Será a certeza da abolição que impele Santa-Pia a praticar esse acto, anterior de algumas semanas ou mezes ao outro? A alguem que lhe fez tal pergunta respondeu Campos que não. «Não, disse elle, meu irmão crê na tentativa do governo, mas não no resultado, a não ser o desmantelo que vae lançar ás fazendas. O acto que elle resolveu fazer exprime apenas a sinceridade das suas convicções e o seu genio violento. Elle é capaz de propor a todos os senhores a alforria dos escravos já, e no dia seguinte propor a queda do governo que tentar fazel-o por lei.»
Campos teve uma ideia. Lembrou ao irmão que, com a alforria immediata, elle prejudica a filha, herdeira sua. Santa-Pia franziu o sobrolho. Não era a ideia de negar o direito eventual da filha aos escravos; podia ser o desgosto de ver que, ainda em tal situação, e com todo o poder que tinha de dispor dos seus bens, vinha Fidelia perturbar-lhe a ação. Depois de alguns instantes respirou largo, e respondeu que, antes de morto, o que era seu era somente seu.

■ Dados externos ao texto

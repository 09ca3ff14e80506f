use imago_core::{Env, ErrorKind, EvalContext, ImagoError, Value};

use crate::register_fn;

fn rebase(i: i64, len: i64) -> i64 {
    if i < 0 {
        i + len + 1
    } else {
        i
    }
}

/// Structural copy: fresh list cells all the way down, atoms shared.
fn deep_copy(v: &Value) -> Value {
    match v.as_list() {
        Some(l) => Value::list(l.borrow().iter().map(deep_copy).collect()),
        None => v.clone(),
    }
}

/// Position-wise identity with the `"_"` wildcard.
fn wildcard_eq(o1: &Value, o2: &Value) -> bool {
    if Value::identity_eq(o1, o2) {
        return true;
    }
    o2.with_str(|b| b == b"_").unwrap_or(false)
}

pub fn register(env: &Env) {
    register_fn(env, "list", |_ctx, args| Ok(Value::list(args.to_vec())));

    register_fn(env, "push", |ctx, args| {
        const HINT: &str = "(push array form ...)";
        if args.len() < 2 {
            return Err(ctx.error(ErrorKind::WrongNumOfArgs, HINT, Value::list(args.to_vec())));
        }
        let Some(l) = args[0].as_list() else {
            return Err(ctx.error(ErrorKind::NotAList, HINT, args[0].clone()));
        };
        l.borrow_mut().extend(args[1..].iter().cloned());
        Ok(args[0].clone())
    });

    register_fn(env, "pop", |ctx, args| {
        const HINT: &str = "(pop array)";
        if args.len() != 1 {
            return Err(ctx.error(ErrorKind::WrongNumOfArgs, HINT, Value::list(args.to_vec())));
        }
        let Some(l) = args[0].as_list() else {
            return Err(ctx.error(ErrorKind::NotAList, HINT, args[0].clone()));
        };
        let popped = l.borrow_mut().pop();
        Ok(popped.unwrap_or_else(Value::nil))
    });

    register_fn(env, "clear", |ctx, args| {
        const HINT: &str = "(clear array ...)";
        if args.is_empty() || !args.iter().all(Value::is_list) {
            return Err(ctx.error(ErrorKind::NotAllLists, HINT, Value::list(args.to_vec())));
        }
        for arg in args {
            if let Some(l) = arg.as_list() {
                l.borrow_mut().clear();
            }
        }
        Ok(args[args.len() - 1].clone())
    });

    register_fn(env, "elem-set", |ctx, args| {
        const HINT: &str = "(elem-set index list val)";
        if args.len() != 3 {
            return Err(ctx.error(ErrorKind::WrongNumOfArgs, HINT, Value::list(args.to_vec())));
        }
        let (Some(i), Some(l)) = (args[0].as_int(), args[1].as_list()) else {
            return Err(ctx.error(ErrorKind::WrongTypes, HINT, Value::list(args.to_vec())));
        };
        let len = l.borrow().len() as i64;
        let i = rebase(i, len);
        if i >= 0 && i < len {
            l.borrow_mut()[i as usize] = args[2].clone();
            Ok(args[2].clone())
        } else {
            Err(ctx.error(ErrorKind::NotValidIndex, HINT, Value::list(args.to_vec())))
        }
    });

    register_fn(env, "find", |ctx, args| {
        find_impl(ctx, args, "(find elem seq)", false)
    });

    register_fn(env, "find-rev", |ctx, args| {
        find_impl(ctx, args, "(find-rev elem seq)", true)
    });

    // Append the symbols of the second list that the first does not
    // already contain. Mutates and returns the first.
    register_fn(env, "merge", |ctx, args| {
        const HINT: &str = "(merge list list)";
        if args.len() != 2 {
            return Err(ctx.error(ErrorKind::WrongNumOfArgs, HINT, Value::list(args.to_vec())));
        }
        let (Some(dst), Some(src)) = (args[0].as_list(), args[1].as_list()) else {
            return Err(ctx.error(ErrorKind::NotAllLists, HINT, Value::list(args.to_vec())));
        };
        let incoming: Vec<Value> = src.borrow().clone();
        if !incoming.iter().all(Value::is_sym) {
            return Err(ctx.error(ErrorKind::WrongTypes, HINT, args[1].clone()));
        }
        let mut additions = Vec::new();
        {
            let present = dst.borrow();
            for sym in &incoming {
                let exists = present.iter().any(|v| Value::identity_eq(v, sym))
                    || additions.iter().any(|v| Value::identity_eq(v, sym));
                if !exists {
                    additions.push(sym.clone());
                }
            }
        }
        dst.borrow_mut().extend(additions);
        Ok(args[0].clone())
    });

    // Equal-length lists, position-wise identity, with the string "_"
    // matching anything.
    register_fn(env, "match?", |ctx, args| {
        const HINT: &str = "(match? list list)";
        if args.len() != 2 {
            return Err(ctx.error(ErrorKind::WrongNumOfArgs, HINT, Value::list(args.to_vec())));
        }
        let (Some(l1), Some(l2)) = (args[0].as_list(), args[1].as_list()) else {
            return Err(ctx.error(ErrorKind::NotAllLists, HINT, Value::list(args.to_vec())));
        };
        let a = l1.borrow();
        let b = l2.borrow();
        if a.len() != b.len() {
            return Ok(Value::nil());
        }
        let matched = a.iter().zip(b.iter()).all(|(o1, o2)| wildcard_eq(o1, o2));
        Ok(Value::bool_sym(matched))
    });

    // Quicksort partition step: order [start, end) around the element
    // at start using the comparator, return the pivot's final index.
    register_fn(env, "partition", |ctx, args| {
        const HINT: &str = "(partition lambda list start end)";
        if args.len() != 4 {
            return Err(ctx.error(ErrorKind::WrongNumOfArgs, HINT, Value::list(args.to_vec())));
        }
        let (Some(l), Some(start), Some(end)) = (
            args[1].as_list(),
            args[2].as_int(),
            args[3].as_int(),
        ) else {
            return Err(ctx.error(ErrorKind::WrongTypes, HINT, Value::list(args.to_vec())));
        };
        let len = l.borrow().len() as i64;
        if !(start >= 0 && start < end && end <= len) {
            return Err(ctx.error(ErrorKind::NotValidIndex, HINT, Value::list(args.to_vec())));
        }
        let (start, end) = (start as usize, end as usize);
        let mut pivot = start;
        for itr in start + 1..end {
            // the comparator may touch the list; re-check before indexing
            let pair = {
                let v = l.borrow();
                match (v.get(itr), v.get(start)) {
                    (Some(a), Some(b)) => Some((a.clone(), b.clone())),
                    _ => None,
                }
            };
            let Some((a, b)) = pair else {
                return Err(ctx.error(ErrorKind::NotValidIndex, HINT, args[1].clone()));
            };
            let value = ctx.apply(&args[0], vec![a, b])?;
            if value.is_error() {
                return Ok(value);
            }
            if value.as_int().unwrap_or(0) < 0 {
                pivot += 1;
                if pivot != itr {
                    let mut v = l.borrow_mut();
                    if itr < v.len() && pivot < v.len() {
                        v.swap(itr, pivot);
                    }
                }
            }
        }
        if pivot != start {
            let mut v = l.borrow_mut();
            if start < v.len() && pivot < v.len() {
                v.swap(start, pivot);
            }
        }
        Ok(Value::Int(pivot as i64))
    });

    register_fn(env, "copy", |ctx, args| {
        if args.len() != 1 {
            return Err(ctx.error(
                ErrorKind::WrongNumOfArgs,
                "(copy form)",
                Value::list(args.to_vec()),
            ));
        }
        Ok(deep_copy(&args[0]))
    });
}

/// Find first (or last) position: in a list, the `eql` match for the
/// element; in a string, the element's first byte.
fn find_impl(
    ctx: &EvalContext,
    args: &[Value],
    hint: &str,
    from_end: bool,
) -> Result<Value, ImagoError> {
    if args.len() != 2 {
        return Err(ctx.error(ErrorKind::WrongNumOfArgs, hint, Value::list(args.to_vec())));
    }
    if let Some(l) = args[1].as_list() {
        let items = l.borrow();
        let pos = if from_end {
            items.iter().rposition(|v| Value::eql(v, &args[0]))
        } else {
            items.iter().position(|v| Value::eql(v, &args[0]))
        };
        return Ok(pos.map_or_else(Value::nil, |p| Value::Int(p as i64)));
    }
    if args[0].is_str() && args[1].is_str() {
        let needle = args[0].with_str(|b| b.first().copied()).flatten();
        let Some(needle) = needle else {
            return Ok(Value::nil());
        };
        let pos = args[1]
            .with_str(|hay| {
                if from_end {
                    hay.iter().rposition(|b| *b == needle)
                } else {
                    hay.iter().position(|b| *b == needle)
                }
            })
            .flatten();
        return Ok(pos.map_or_else(Value::nil, |p| Value::Int(p as i64)));
    }
    Err(ctx.error(ErrorKind::NotASequence, hint, Value::list(args.to_vec())))
}
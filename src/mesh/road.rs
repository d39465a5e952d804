//! Road ribbon meshes
//!
//! Every road segment becomes an independent quad: two vertices at each end,
//! offset half the road width to either side. UV `u` is 0 on the left edge
//! and 1 on the right edge, looking along the direction of travel. UV `v`
//! follows the distance traveled along the road so a tiling texture runs
//! continuously.

use glam::Vec3;

use super::MeshData;
use crate::road::Road;

/// Build the ribbon mesh for a single road
///
/// Produces `4 * (n - 1)` vertices and `6 * (n - 1)` indices for a road of
/// `n` nodes, or an empty mesh when the road has fewer than two nodes.
/// Segments without horizontal extent collapse into zero-area quads.
pub fn build_road_mesh(road: &Road, width: f32) -> MeshData {
    let mut mesh = MeshData::default();
    if !road.is_drivable() {
        return mesh;
    }

    let half_width = width * 0.5;
    let mut traveled = 0.0;

    for (start, end) in road.segments() {
        let segment_length = start.distance(end);
        let forward = (end - start).normalize_or_zero();
        let left = Vec3::Y.cross(forward).normalize_or_zero() * half_width;

        let base = mesh.positions.len() as u32;
        for corner in [start + left, start - left, end + left, end - left] {
            mesh.positions.push(corner.to_array());
            mesh.normals.push([0.0, 1.0, 0.0]);
        }

        mesh.uvs.push([0.0, traveled]);
        mesh.uvs.push([1.0, traveled]);
        mesh.uvs.push([0.0, traveled + segment_length]);
        mesh.uvs.push([1.0, traveled + segment_length]);
        traveled += segment_length;

        // Counter-clockwise seen from above in a right-handed, Y-up frame
        mesh.indices.extend_from_slice(&[base, base + 1, base + 2]);
        mesh.indices.extend_from_slice(&[base + 1, base + 3, base + 2]);
    }

    mesh
}

/// Build and combine the ribbon meshes of every drivable road
///
/// Roads with fewer than two nodes are skipped with a warning.
pub fn build_road_network_mesh(roads: &[Road], width: f32) -> MeshData {
    let mut combined = MeshData::default();

    for road in roads {
        if !road.is_drivable() {
            tracing::warn!(road = %road.name, nodes = road.nodes.len(), "skipping road with fewer than two nodes");
            continue;
        }
        combined.append(&build_road_mesh(road, width));
    }

    combined
}
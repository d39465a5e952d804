//! Building placement along roads
//!
//! Placement walks each road in jittered steps and proposes lots on both
//! sides at every configured row offset. A candidate needs ground under it
//! (downward ray) and free space (box overlap) before it is instantiated.
//! [`cleanup_overlaps`] then culls anything that still collides, since
//! overlap tests made while the same pass is still placing can miss.

mod world;

pub use world::{CollisionWorld, ColliderHandle, LayerMask, PhysicsWorld, RayHit};

use glam::{Quat, Vec3};
use rand::distributions::{Distribution, WeightedIndex};
use rand::Rng;

#[cfg(feature = "serde")]
use serde::{Deserialize, Serialize};

use crate::error::{Result, TownError};
use crate::road::Road;
use crate::terrain::Footprint;

/// Extra depth below the ground that overlap queries reach, so roads sitting
/// slightly under uneven ground are still detected
const OVERLAP_DEPTH: f32 = 1.0;

/// Smallest step taken along a road between samples
const MIN_STEP: f32 = 0.1;

/// A building template
#[cfg_attr(feature = "serde", derive(Serialize, Deserialize))]
#[derive(Debug, Clone, PartialEq)]
pub struct BuildingPrefab {
    /// Identifier recorded in saves
    pub name: String,
    /// Full bounding box size (x = width, y = height, z = depth)
    pub size: Vec3,
    /// Relative selection weight
    pub weight: f32,
}

impl BuildingPrefab {
    pub fn new(name: impl Into<String>, size: Vec3, weight: f32) -> Self {
        Self {
            name: name.into(),
            size,
            weight,
        }
    }
}

/// Configuration for roadside placement
#[cfg_attr(feature = "serde", derive(Serialize, Deserialize))]
#[derive(Debug, Clone, PartialEq)]
pub struct PlacementConfig {
    /// Distances from the road centerline to building centers, one row each
    pub row_offsets: Vec<f32>,
    /// Random extra offset in `[-jitter, jitter]` added per building
    pub offset_jitter: f32,
    /// Arc length between consecutive samples
    pub spacing: f32,
    /// Random extra spacing in `[-jitter, jitter]` added per step
    pub spacing_jitter: f32,
    /// Height above the road sample where ground rays start
    pub ray_height: f32,
    /// Maximum ground ray length
    pub ray_length: f32,
    /// Layers that count as ground
    pub ground_layers: LayerMask,
    /// Layers a building may not overlap
    pub blocking_layers: LayerMask,
    /// Extra horizontal gap kept around each footprint during placement
    pub clearance: f32,
}

impl Default for PlacementConfig {
    fn default() -> Self {
        Self {
            row_offsets: vec![12.0],
            offset_jitter: 1.0,
            spacing: 14.0,
            spacing_jitter: 2.0,
            ray_height: 50.0,
            ray_length: 100.0,
            ground_layers: LayerMask::GROUND | LayerMask::ROAD,
            blocking_layers: LayerMask::ROAD | LayerMask::BUILDING,
            clearance: 0.5,
        }
    }
}

impl PlacementConfig {
    /// Check that sampling terminates and rays have length
    pub fn validate(&self) -> Result<()> {
        if !(self.spacing > 0.0) {
            return Err(TownError::InvalidConfig(format!(
                "placement spacing must be positive, got {}",
                self.spacing
            )));
        }
        if self.spacing_jitter < 0.0 || self.spacing_jitter >= self.spacing {
            return Err(TownError::InvalidConfig(format!(
                "spacing_jitter must be in [0, spacing), got {}",
                self.spacing_jitter
            )));
        }
        if self.offset_jitter < 0.0 || self.clearance < 0.0 {
            return Err(TownError::InvalidConfig(
                "offset_jitter and clearance must be non-negative".to_string(),
            ));
        }
        if !(self.ray_length > 0.0) {
            return Err(TownError::InvalidConfig(format!(
                "ray_length must be positive, got {}",
                self.ray_length
            )));
        }
        Ok(())
    }
}

/// Serializable transform of a placed building
#[cfg_attr(feature = "serde", derive(Serialize, Deserialize))]
#[derive(Debug, Clone, PartialEq)]
pub struct BuildingRecord {
    /// Name of the prefab it was made from
    pub prefab: String,
    /// Base center on the ground
    pub position: Vec3,
    pub rotation: Quat,
    pub scale: Vec3,
}

/// A building that exists in the physics world
#[derive(Debug, Clone, PartialEq)]
pub struct PlacedBuilding {
    pub record: BuildingRecord,
    /// Unscaled prefab size
    pub size: Vec3,
    pub handle: ColliderHandle,
}

impl PlacedBuilding {
    /// World-space size after scaling
    pub fn scaled_size(&self) -> Vec3 {
        (self.size * self.record.scale).abs()
    }

    /// Ground rectangle covered by the building
    pub fn footprint(&self) -> Footprint {
        Footprint::from_transform(self.record.position, self.record.rotation, self.scaled_size())
    }
}
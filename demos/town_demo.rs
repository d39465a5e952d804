//! Example: Generate a small town
//!
//! Runs the full pipeline on a hand-authored road set, then saves the
//! result and rebuilds it from the save file.
//!
//! Set `RUST_LOG=debug` to see per-phase timings.

use rust_town_layout::*;

fn main() {
    tracing_subscriber::fmt()
        .with_env_filter(
            tracing_subscriber::EnvFilter::try_from_default_env()
                .unwrap_or_else(|_| tracing_subscriber::EnvFilter::new("info")),
        )
        .init();

    println!("Town Layout Generation Example");
    println!("==============================\n");

    let roads = vec![
        Road::with_nodes(
            "ring",
            vec![
                Vec3::new(0.0, 0.0, 0.0),
                Vec3::new(240.0, 0.0, 0.0),
                Vec3::new(240.0, 0.0, 200.0),
                Vec3::new(0.0, 0.0, 200.0),
                Vec3::new(0.0, 0.0, 0.0),
            ],
        ),
        Road::with_nodes(
            "high_street",
            vec![Vec3::new(-30.0, 0.0, 100.0), Vec3::new(120.0, 0.0, 110.0), Vec3::new(270.0, 0.0, 100.0)],
        ),
        Road::with_nodes("mill_lane", vec![Vec3::new(120.0, 0.0, -30.0), Vec3::new(120.0, 0.0, 230.0)]),
        Road::with_nodes("cul_de_sac", vec![Vec3::new(180.0, 0.0, 0.0), Vec3::new(180.0, 0.0, 60.0)]),
    ];

    let prefabs = vec![
        BuildingPrefab::new("cottage", Vec3::new(7.0, 5.0, 7.0), 5.0),
        BuildingPrefab::new("townhouse", Vec3::new(8.0, 9.0, 10.0), 3.0),
        BuildingPrefab::new("church", Vec3::new(12.0, 20.0, 18.0), 0.5),
    ];

    let config = TownConfigBuilder::new()
        .seed(42)
        .road_width(7.0)
        .unwrap()
        .build()
        .unwrap();

    println!("Configuration:");
    println!("  Seed: {}", config.seed);
    println!("  Road width: {}", config.road_width);
    println!("  Terrain: {}", if config.terrain.is_some() { "on" } else { "off" });
    println!();

    let generator = TownGenerator::new(config);
    let mut world = CollisionWorld::new();
    let town = generator.generate_with_observer(&roads, &prefabs, &mut world, |event| {
        if let GenerationEvent::PhaseCompleted { phase, .. } = event {
            println!("  finished {}", phase.name());
        }
    });

    println!("\nResults:");
    println!("  Road mesh triangles: {}", town.road_mesh.triangle_count());
    println!("  Graph nodes: {}", town.graph.node_count());
    println!("  Graph edges: {}", town.graph.edge_count());
    println!("  Intersections: {}", town.graph.intersections().len());
    println!("  City blocks: {}", town.blocks.len());
    for (i, block) in town.blocks.iter().enumerate() {
        println!(
            "    Block {}: {} corners, area {:.0}",
            i,
            block.vertex_count(),
            block.area()
        );
    }
    println!("  Buildings: {}", town.buildings.len());
    if let Some(mesh) = &town.terrain_mesh {
        println!("  Terrain triangles: {}", mesh.triangle_count());
    }

    let mut rng = rand::thread_rng();
    let candidates: Vec<Vec3> = town.roads.iter().flat_map(|r| r.sample_every(10.0)).collect();
    let mut goals = choose_goal_positions(&candidates, roads[0].nodes[0], &GoalConfig::default(), &mut rng);
    let snapped = snap_to_graph(&mut goals, &town.graph, 6.0);
    println!("  Goals: {} ({} moved onto junctions)", goals.len(), snapped);

    let path = std::env::temp_dir().join("town_demo.json");
    let data = CityData::from_town(&town, &goals);
    data.save(&path).expect("Failed to save town");
    println!("\nSaved to {}", path.display());

    let loaded = CityData::load(&path).expect("Failed to load town");
    let mut replay_world = CollisionWorld::new();
    let rebuilt = generator.rebuild_from(&loaded, &prefabs, &mut replay_world);
    println!("Rebuilt town with {} buildings", rebuilt.buildings.len());

    println!("\nGeneration complete!");
}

Não podendo dissuadil-o, o desembargador cedeu ao pedido do irmão, e redigiram ambos a carta de alforria.
Retendo o papel, Santa-Pia disse:
—Estou certo que poucos delles deixarão a fazenda; a maior parte ficará commigo, ganhando o salario que lhes vou marcar, e alguns até sem nada,—pelo gosto de morrer onde nasceram.
11 de Abril.
Fidelia, quando soube do acto do pae, teve vontade de ir ter com elle, não para invetival-o, mas para abraçal-o; não lhe importam perdas futuras. O tio é que a dissuadiu dizendo-lhe que o barão ainda está muito zangado com ella.
12 de Abril.
Santa-Pia não é feio velho, nem muito velho; terá menos idade que eu. Arqueja um pouco, ás vezes, mas pode ser da bronquite. É meio calvo, largo de espaduas, as mãos asperas, cheio de corpo.